WHAT THE EXERCISE ASKS:
Out of the listing below, copy every line that carries the string "Duration".

DATA EXCERPTS:
// SPDX-License-Identifier: MIT

//! Run configuration - YAML file loading and parsing
//!
//! Every field has a default, so an empty file (or no file) is a valid
//! configuration. Secrets never live here; clients read them from the
//! environment.

use crate::adk::model::GenerationConfig;
use crate::drafter::checkpoint::{RetryPolicy, DEFAULT_MAX_DEPTH, DEFAULT_TABLE};
use crate::drafter::error::DrafterError;
use crate::drafter::search::SearchDepth;
use crate::drafter::workflow::prompts::CONTENT_PLACEHOLDER;
use crate::drafter::workflow::{Prompts, StepSettings};
use serde::{Deserialize, Serialize};
use std::fs;
use std::path::Path;
use std::time::Duration;

/// Nesting of a state snapshot: state object, `sources` array, source object
pub const MIN_CHECKPOINT_DEPTH: usize = 3;

/// Top-level configuration
#[derive(Debug, Clone, Default, Serialize, Deserialize, PartialEq)]
#[serde(default)]
pub struct DrafterConfig {
    pub model: ModelSettings,
    pub search: SearchSettings,
    pub checkpoint: CheckpointSettings,
    /// Caps the research context sent to the writer
    pub max_context_chars: Option<usize>,
    pub prompts: Prompts,
}

#[derive(Debug, Clone, Serialize, Deserialize, PartialEq)]
#[serde(default)]
pub struct ModelSettings {
    pub name: String,
    pub temperature: Option<f32>,
    pub max_output_tokens: Option<u32>,
    /// Per-request HTTP timeout for every client
    pub timeout_secs: Option<u64>,
}

impl Default for ModelSettings {
    fn default() -> Self {
        Self {
            name: "gpt-3.5-turbo".to_string(),
            temperature: Some(0.0),
            max_output_tokens: None,
            timeout_secs: Some(120),
        }
    }
}

#[derive(Debug, Clone, Copy, Default, Serialize, Deserialize, PartialEq, Eq)]
#[serde(rename_all = "lowercase")]
pub enum SearchProviderKind {
    #[default]
    Tavily,
    Brave,
}

#[derive(Debug, Clone, Serialize, Deserialize, PartialEq)]
#[serde(default)]
pub struct SearchSettings {
    pub provider: SearchProviderKind,
    /// Results requested per query
    pub max_results: u32,
    pub depth: SearchDepth,
    /// Queries used per research step
    pub max_queries: usize,
}

impl Default for SearchSettings {
    fn default() -> Self {
        Self {
            provider: SearchProviderKind::Tavily,
            max_results: 2,
            depth: SearchDepth::Basic,
            max_queries: 3,
        }
    }
}

#[derive(Debug, Clone, Copy, Default, Serialize, Deserialize, PartialEq, Eq)]
#[serde(rename_all = "lowercase")]
pub enum BackendKind {
    #[default]
    Supabase,
    Memory,
}

#[derive(Debug, Clone, Serialize, Deserialize, PartialEq)]
#[serde(default)]
pub struct CheckpointSettings {
    pub backend: BackendKind,
    pub table: String,
    /// Nesting limit for payload normalization
    pub max_depth: usize,
    pub retry: RetryPolicy,
}

impl Default for CheckpointSettings {
    fn default() -> Self {
        Self {
            backend: BackendKind::Supabase,
            table: DEFAULT_TABLE.to_string(),
            max_depth: DEFAULT_MAX_DEPTH,
            retry: RetryPolicy::default(),
        }
    }
}

impl DrafterConfig {
    /// Load a configuration from a YAML file
    pub fn load<P: AsRef<Path>>(path: P) -> Result<Self, DrafterError> {
        let content = fs::read_to_string(path)?;
        Self::parse_yaml(&content)
    }

    /// Parse a configuration from a YAML string
    pub fn parse_yaml(content: &str) -> Result<Self, DrafterError> {
        // An empty document deserializes as unit, not as an empty mapping.
        if content.trim().is_empty() {
            return Ok(Self::default());
        }
        let config: DrafterConfig = serde_yaml::from_str(content)?;
        config.validate()?;
        Ok(config)
    }

    pub fn validate(&self) -> Result<(), DrafterError> {
        if self.checkpoint.retry.max_attempts == 0 {
            return Err(DrafterError::config(
                "checkpoint.retry.max_attempts must be at least 1",
            ));
        }
        if self.search.max_queries == 0 {
            return Err(DrafterError::config("search.max_queries must be at least 1"));
        }
        if self.model.name.trim().is_empty() {
            return Err(DrafterError::config("model.name must not be empty"));
        }
        if self.checkpoint.max_depth < MIN_CHECKPOINT_DEPTH {
            return Err(DrafterError::config(format!(
                "checkpoint.max_depth must be at least {}",
                MIN_CHECKPOINT_DEPTH
            )));
        }
        if !self.prompts.writer.contains(CONTENT_PLACEHOLDER) {
            return Err(DrafterError::config(format!(
                "prompts.writer must contain the {} placeholder",
                CONTENT_PLACEHOLDER
            )));
        }
        Ok(())
    }

    pub fn timeout(&self) -> Option<Duration> {
        self.model.timeout_secs.map(Duration::from_secs)
    }

    /// Settings handed to the node functions
    pub fn step_settings(&self) -> StepSettings {
        StepSettings {
            prompts: self.prompts.clone(),
            generation: GenerationConfig {
                temperature: self.model.temperature,
                max_output_tokens: self.model.max_output_tokens,
                ..Default::default()
            },
            max_queries: self.search.max_queries,
            results_per_query: self.search.max_results,
            search_depth: self.search.depth,
            max_context_chars: self.max_context_chars,
            ..StepSettings::default()
        }
    }
}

RESULT FOR THIS TASK:
use std::time::Duration;
    pub fn timeout(&self) -> Option<Duration> {
        self.model.timeout_secs.map(Duration::from_secs)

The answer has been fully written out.